La bataille croissante contre la liberté sur Internet
La montée en puissance d’AmneziaWG 2.0 met en évidence une tendance croissante : les gouvernements investissent massivement dans les technologies pour contrôler l’accès en ligne. Dans des pays comme l’Iran et la Russie – actuellement engagés dans des conflits armés – les autorités restreignent de manière agressive la connectivité Internet, limitant l’accès à ceux explicitement autorisés. Selon Internet Shutdown Tracker de Surfshark, 17 pays asiatiques et neuf pays africains bloquent actuellement les réseaux sociaux et les applications de messagerie.
C’est important parce que Internet n’est plus un espace ouvert garanti ; cela devient un champ de bataille entre les citoyens en quête d’informations et les gouvernements en quête de contrôle. Les VPN, bien qu’ils ne soient pas infaillibles, offrent l’un des rares outils permettant aux particuliers de contourner ces restrictions.
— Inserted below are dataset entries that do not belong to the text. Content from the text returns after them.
//! Attendance decision logic.
//!
//! [`decide`] is a pure function of (existing record, now, effective
//! schedule, policy): it never touches storage. Callers apply the returned
//! decision as an upsert against the unique `(employee, date)` row.
//!
//! Per-day states run `NOT_MARKED → CHECKED_IN → CHECKED_IN_AND_OUT`;
//! ABSENT is assigned only by the end-of-day sweep to employees that never
//! left `NOT_MARKED`.

use crate::schedule::{EffectiveSchedule, WorkSettings};
use crate::types::{AttendanceRecord, AttendanceStatus};
use chrono::{Duration, NaiveDateTime, NaiveTime};
use serde::Serialize;

/// Which transition a recognition event at a given time maps to.
#[derive(Debug, Clone, Copy, PartialEq, Eq)]
pub enum Mode {
    CheckIn,
    CheckOut,
}

/// Why an action was refused. These are expected business outcomes, not
/// errors; the kiosk shows them to the person at the screen.
#[derive(Debug, Clone, PartialEq, Serialize)]
#[serde(tag = "kind", rename_all = "snake_case")]
pub enum Denial {
    NotAWorkday,
    IsHoliday,
    OutOfWindow {
        check_in_start: NaiveTime,
    },
    NoCheckInYet,
    TooSoonToCheckout {
        minutes_remaining: i64,
    },
}

/// Outcome of one recognition event for one employee.
#[derive(Debug, Clone, PartialEq)]
pub enum Decision {
    /// Record a check-in with the classified status.
    CheckIn { status: AttendanceStatus },
    /// Record a check-out; status is left untouched.
    CheckOut,
    /// Check-in already recorded today. Informational, returns the prior
    /// record so kiosk retries stay success-shaped.
    AlreadyCheckedIn,
    /// Check-out already recorded today. Informational.
    AlreadyCheckedOut,
    Denied(Denial),
}

/// Policy knobs the decision needs, split from [`WorkSettings`] so tests
/// and callers can construct them directly.
#[derive(Debug, Clone, Copy)]
pub struct AttendancePolicy {
    pub late_threshold_minutes: u32,
    pub checkout_dwell_minutes: u32,
}

impl From<&WorkSettings> for AttendancePolicy {
    fn from(s: &WorkSettings) -> Self {
        Self {
            late_threshold_minutes: s.late_threshold_minutes,
            checkout_dwell_minutes: s.checkout_dwell_minutes,
        }
    }
}

/// Map a time of day onto a transition.
///
/// An employee who has checked in but not out is in CHECK_OUT mode at any
/// time, so early departures are possible before `check_out_start`. The
/// check-in window extends past `check_in_end` up to `check_out_start`
/// (classified late there). From `check_out_start` to end of day the kiosk
/// only offers check-out — an employee who never checked in gets
/// `NoCheckInYet` there rather than a very-late check-in.
pub fn attendance_mode(
    t: NaiveTime,
    schedule: &EffectiveSchedule,
    checked_in: bool,
    checked_out: bool,
) -> Option<Mode> {
    if checked_in && !checked_out {
        return Some(Mode::CheckOut);
    }
    if t >= schedule.check_in_start && t < schedule.check_in_end {
        return Some(Mode::CheckIn);
    }
    if t >= schedule.check_in_end && t < schedule.check_out_start {
        // Late window: still a check-in, classified LATE by `decide`.
        return Some(Mode::CheckIn);
    }
    if t >= schedule.check_out_start {
        return Some(Mode::CheckOut);
    }
    None
}

/// Decide what a recognition event at `now` means for `existing`, the
/// employee's record for `now.date()` if any.
pub fn decide(
    existing: Option<&AttendanceRecord>,
    now: NaiveDateTime,
    schedule: &EffectiveSchedule,
    policy: &AttendancePolicy,
) -> Decision {
    if !schedule.is_workday {
        return Decision::Denied(Denial::NotAWorkday);
    }
    if schedule.is_holiday {
        return Decision::Denied(Denial::IsHoliday);
    }

    let checked_in = existing.is_some_and(|r| r.check_in_at.is_some());
    let checked_out = existing.is_some_and(|r| r.check_out_at.is_some());

    let Some(mode) = attendance_mode(now.time(), schedule, checked_in, checked_out) else {
        return Decision::Denied(Denial::OutOfWindow {
            check_in_start: schedule.check_in_start,
        });
    };

    match mode {
        Mode::CheckIn => {
            if checked_in {
                return Decision::AlreadyCheckedIn;
            }
            let late_threshold = now.date().and_time(schedule.check_in_end)
                + Duration::minutes(policy.late_threshold_minutes as i64);
            let status = if now <= late_threshold {
                AttendanceStatus::Present
            } else {
                AttendanceStatus::Late
            };
            Decision::CheckIn { status }
        }
        Mode::CheckOut => {
            let Some(check_in_at) = existing.and_then(|r| r.check_in_at) else {
                return Decision::Denied(Denial::NoCheckInYet);
            };
            if checked_out {
                return Decision::AlreadyCheckedOut;
            }
            let dwell = Duration::minutes(policy.checkout_dwell_minutes as i64);
            let elapsed = now - check_in_at;
            if elapsed < dwell {
                return Decision::Denied(Denial::TooSoonToCheckout {
                    minutes_remaining: policy.checkout_dwell_minutes as i64
                        - elapsed.num_minutes(),
                });
            }
            Decision::CheckOut
        }
    }
}

#[cfg(test)]
mod tests {
    use super::*;
    use chrono::{NaiveDate, NaiveTime};

    fn t(h: u32, m: u32) -> NaiveTime {
        NaiveTime::from_hms_opt(h, m, 0).unwrap()
    }

    fn schedule() -> EffectiveSchedule {
        EffectiveSchedule {
            date: NaiveDate::from_ymd_opt(2025, 3, 3).unwrap(),
            is_workday: true,
            is_holiday: false,
            check_in_start: t(7, 0),
            check_in_end: t(8, 0),
            check_out_start: t(16, 0),
        }
    }

    fn policy() -> AttendancePolicy {
        AttendancePolicy {
            late_threshold_minutes: 15,
            checkout_dwell_minutes: 3,
        }
    }

    fn at(h: u32, m: u32) -> NaiveDateTime {
        NaiveDate::from_ymd_opt(2025, 3, 3).unwrap().and_time(t(h, m))
    }

    fn record(check_in: Option<NaiveDateTime>, check_out: Option<NaiveDateTime>) -> AttendanceRecord {
        AttendanceRecord {
            id: 1,
            employee_id: 7,
            date: NaiveDate::from_ymd_opt(2025, 3, 3).unwrap(),
            check_in_at: check_in,
            check_out_at: check_out,
            status: AttendanceStatus::Present,
            confidence: Some(0.9),
            corrected_by: None,
            correction_notes: None,
        }
    }

    #[test]
    fn test_before_window_is_rejected() {
        let d = decide(None, at(6, 30), &schedule(), &policy());
        assert!(matches!(d, Decision::Denied(Denial::OutOfWindow { .. })));
    }

    #[test]
    fn test_on_time_window_is_present() {
        let d = decide(None, at(7, 55), &schedule(), &policy());
        assert_eq!(
            d,
            Decision::CheckIn {
                status: AttendanceStatus::Present
            }
        );
    }

    #[test]
    fn test_grace_period_is_still_present() {
        // check_in_end 08:00 + 15 min grace → 08:10 is within it only for
        // status purposes when checking in during the late window.
        let d = decide(None, at(8, 10), &schedule(), &policy());
        assert_eq!(
            d,
            Decision::CheckIn {
                status: AttendanceStatus::Present
            }
        );
    }

    #[test]
    fn test_past_grace_is_late() {
        let d = decide(None, at(8, 16), &schedule(), &policy());
        assert_eq!(
            d,
            Decision::CheckIn {
                status: AttendanceStatus::Late
            }
        );
        let d = decide(None, at(12, 0), &schedule(), &policy());
        assert_eq!(
            d,
            Decision::CheckIn {
                status: AttendanceStatus::Late
            }
        );
    }

    #[test]
    fn test_exactly_at_grace_boundary_is_present() {
        let d = decide(None, at(8, 15), &schedule(), &policy());
        assert_eq!(
            d,
            Decision::CheckIn {
                status: AttendanceStatus::Present
            }
        );
    }

    #[test]
    fn test_second_check_in_is_idempotent() {
        let rec = record(Some(at(7, 30)), None);
        // Already checked in → mode is CHECK_OUT at any time, but a second
        // tap right after check-in hits the dwell guard, not a new check-in.
        let d = decide(Some(&rec), at(7, 31), &schedule(), &policy());
        assert!(matches!(
            d,
            Decision::Denied(Denial::TooSoonToCheckout { .. })
        ));
    }

    #[test]
    fn test_checkout_mode_without_checkin_is_rejected() {
        let d = decide(None, at(16, 30), &schedule(), &policy());
        assert_eq!(d, Decision::Denied(Denial::NoCheckInYet));
    }

    #[test]
    fn test_exactly_at_checkout_start_without_checkin() {
        // Boundary preserved from the source system: 16:00 sharp falls into
        // CHECK_OUT mode, not a very-late check-in.
        let d = decide(None, at(16, 0), &schedule(), &policy());
        assert_eq!(d, Decision::Denied(Denial::NoCheckInYet));
    }

    #[test]
    fn test_checkout_too_soon_reports_minutes_remaining() {
        let rec = record(Some(at(16, 10)), None);
        let d = decide(Some(&rec), at(16, 12), &schedule(), &policy());
        assert_eq!(
            d,
            Decision::Denied(Denial::TooSoonToCheckout {
                minutes_remaining: 1
            })
        );
    }

    #[test]
    fn test_checkout_at_exact_dwell_succeeds() {
        let rec = record(Some(at(16, 10)), None);
        let d = decide(Some(&rec), at(16, 13), &schedule(), &policy());
        assert_eq!(d, Decision::CheckOut);
    }

    #[test]
    fn test_early_departure_allowed_once_checked_in() {
        // Checked in at 07:30, leaving at 11:00 — before check_out_start.
        let rec = record(Some(at(7, 30)), None);
        let d = decide(Some(&rec), at(11, 0), &schedule(), &policy());
        assert_eq!(d, Decision::CheckOut);
    }

    #[test]
    fn test_second_checkout_is_idempotent() {
        let rec = record(Some(at(7, 30)), Some(at(16, 5)));
        let d = decide(Some(&rec), at(16, 40), &schedule(), &policy());
        assert_eq!(d, Decision::AlreadyCheckedOut);
    }

    #[test]
    fn test_checked_in_and_out_in_checkin_window_is_already_checked_in() {
        // Both timestamps set; a tap back inside the check-in window lands
        // on the idempotent check-in reply.
        let rec = record(Some(at(7, 10)), Some(at(7, 20)));
        let d = decide(Some(&rec), at(7, 40), &schedule(), &policy());
        assert_eq!(d, Decision::AlreadyCheckedIn);
    }

    #[test]
    fn test_non_workday_short_circuits() {
        let mut s = schedule();
        s.is_workday = false;
        let d = decide(None, at(7, 30), &s, &policy());
        assert_eq!(d, Decision::Denied(Denial::NotAWorkday));
    }

    #[test]
    fn test_holiday_short_circuits() {
        let mut s = schedule();
        s.is_holiday = true;
        let d = decide(None, at(7, 30), &s, &policy());
        assert_eq!(d, Decision::Denied(Denial::IsHoliday));
    }

    #[test]
    fn test_mode_end_of_day_is_checkout() {
        let s = schedule();
        assert_eq!(
            attendance_mode(t(23, 59), &s, false, false),
            Some(Mode::CheckOut)
        );
    }

    #[test]
    fn test_mode_late_window_is_checkin() {
        let s = schedule();
        assert_eq!(
            attendance_mode(t(12, 0), &s, false, false),
            Some(Mode::CheckIn)
        );
    }
}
Comment fonctionne AmneziaWG 2.0
Le nouveau protocole s’appuie sur la fondation WireGuard existante mais ajoute des couches d’obscurcissement. Pour ce faire, il simule les requêtes réseau légitimes (requêtes DNS, sessions QUIC, appels SIP) à l’aide de « paquets de signature ». Ces paquets, au nombre de cinq maximum, incitent les systèmes DPI à approuver la connexion en tant que trafic standard, tandis que le VPN établit un tunnel sécurisé et crypté en coulisses.
Comme l’explique le fondateur d’Amnezia, Mazay Banzaev, « les pays soumis à la censure investissent massivement dans les technologies pour empêcher les utilisateurs de visiter le Web ouvert… Aujourd’hui, ils ne se contentent plus de bloquer des sites Web spécifiques… au lieu de cela, ils essaient de restreindre une grande partie d’Internet par défaut. »
VPN : une nécessité croissante
Les VPN cryptent le trafic Web et masquent les adresses IP, offrant ainsi l’anonymat et l’accès au contenu géo-restreint. Au-delà des services de streaming (par exemple pour contourner les coupures régionales sur les retransmissions sportives), les VPN sont essentiels pour les journalistes, les militants et les citoyens dans les pays où s’exprimer en ligne peut entraîner de graves conséquences.
Actuellement, Amnezia compte 2,5 millions d’utilisateurs actifs par mois, avec une solide clientèle en Russie, en Iran et au Myanmar. WhatsApp a récemment recommandé Amnezia (avec Mullvad) aux utilisateurs des régions restreintes.
Prix et disponibilité
Amnezia propose une version gratuite, un VPN auto-hébergé, une version professionnelle et des abonnements premium à 28 $ pour six mois ou 48 $ par an. L’approche open source et le développement continu de l’entreprise suggèrent qu’elle restera un acteur clé dans la lutte pour la liberté numérique.
En fin de compte, le nouveau protocole d’Amnezia souligne la course aux armements en cours entre les fournisseurs de VPN et les censeurs gouvernementaux. Alors que les restrictions se resserrent à l’échelle mondiale, des outils comme AmneziaWG 2.0 deviennent de plus en plus essentiels pour maintenir un accès Internet ouvert.